Mechanism of switching between closed and open states. (a) ACh on entering the two binding sites induces a concerted conformational change, in which the α_γ, β and δ subunits, shown here, play the principal roles. The α_γ subunit undergoes a small β-sheet rearrangement, driving the conformational change; the β subunit communicates the rearrangement in α_γ to the gate; and the pore-lining helix of δ (along with that of α_γ) straightens, altering the size, shape and polarity of the pore. Arrows denote the movements linking the binding site in α_γ to the gate; red arrow: inward displacement of C loop; green arrow: displacement of inner β-sheet of α_γ towards β subunit; yellow arrow: outward displacement and tilting of β subunit; black arrows: straightening of the pore-lining helices of α_γ and δ in radial and near-tangential directions, affecting the gate.
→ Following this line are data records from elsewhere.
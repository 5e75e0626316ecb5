//! No-op mail gateway for unconfigured environments.

use tracing::info;

use crate::{MailError, MailGateway};

/// Logs the intent to send and drops the message.
///
/// Selected when SMTP credentials are absent, so a dev box never crashes (or
/// accidentally emails anyone) just because notifications are wired up.
#[derive(Debug, Default, Clone, Copy)]
pub struct NoopMailer;

impl NoopMailer {
    pub fn new() -> Self {
        Self
    }
}

impl MailGateway for NoopMailer {
    fn send(&self, to: &str, subject: &str, _body: &str) -> Result<(), MailError> {
        info!(to, subject, "email not sent (mail transport not configured)");
        Ok(())
    }
}
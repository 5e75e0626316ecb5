//! Reporting-week and deadline calendar math.
//!
//! Pure functions over `NaiveDateTime` so every rule is unit-testable without
//! touching the wall clock; callers pass `Local::now().naive_local()`.
//!
//! Week numbering follows the platform convention: week N covers the Nth
//! seven-day span counted from Jan 1 of the current year (ceiling division),
//! and the submission deadline for a week is the most recent Monday at local
//! midnight. Day-of-week indexing is counted from Sunday, matching the
//! platform's existing wire data.

use chrono::{Datelike, Duration, NaiveDate, NaiveDateTime};

const WEEK_SECONDS: i64 = 7 * 24 * 60 * 60;

/// Current reporting week: ceil(seconds since Jan 1 of `now`'s year / one week).
///
/// Jan 1 00:00:01 is week 1; any instant past midnight on Jan 8 is week 2.
pub fn reporting_week(now: NaiveDateTime) -> u32 {
    let jan_first = NaiveDate::from_ymd_opt(now.year(), 1, 1)
        .expect("Jan 1 exists in every year")
        .and_hms_opt(0, 0, 0)
        .expect("midnight is a valid time");
    let elapsed = (now - jan_first).num_seconds().max(0);
    elapsed.div_ceil(WEEK_SECONDS) as u32
}

/// The submission deadline boundary: the most recent Monday (today, if today
/// is Monday), as a date — interpreted as local midnight.
pub fn most_recent_monday(now: NaiveDateTime) -> NaiveDate {
    let days_back = (now.weekday().num_days_from_sunday() + 6) % 7;
    now.date() - Duration::days(i64::from(days_back))
}

/// The next weekly-broadcast instant: the upcoming Monday at 09:00.
///
/// When `now` is a Monday the result is *today* 09:00, which may already be
/// in the past; `delay_until_weekly_run` clamps that to a fire-now zero delay.
pub fn next_weekly_run(now: NaiveDateTime) -> NaiveDateTime {
    let days_ahead = (8 - i64::from(now.weekday().num_days_from_sunday())).rem_euclid(7);
    (now.date() + Duration::days(days_ahead))
        .and_hms_opt(9, 0, 0)
        .expect("09:00 is a valid time")
}

/// Delay from `now` until the next weekly broadcast, clamped to zero.
pub fn delay_until_weekly_run(now: NaiveDateTime) -> std::time::Duration {
    (next_weekly_run(now) - now).to_std().unwrap_or_default()
}

/// Render a deadline date the way notification bodies cite it,
/// e.g. `"Mon Jan 01 2024"`.
pub fn format_deadline(date: NaiveDate) -> String {
    date.format("%a %b %d %Y").to_string()
}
Outer and inner β-sheets of α_γ are in pink and green, respectively; pore-lining M2 helices of α_γ and δ are in blue; gate, yellow bar. (b) Shows the alternative pore configurations before (closed) and after (open) the transition. Although the lumen of the closed pore is wider than the diameter of a Na⁺ ion (cyan sphere) at the gate (yellow bar), the pore-lining hydrophobic side-chains (yellow spheres) present an energy barrier to ion flow through the pore. The open pore is wider and more polar at the gate, due mainly to the straightening of α_γM2 and δM2, allowing ions to pass through.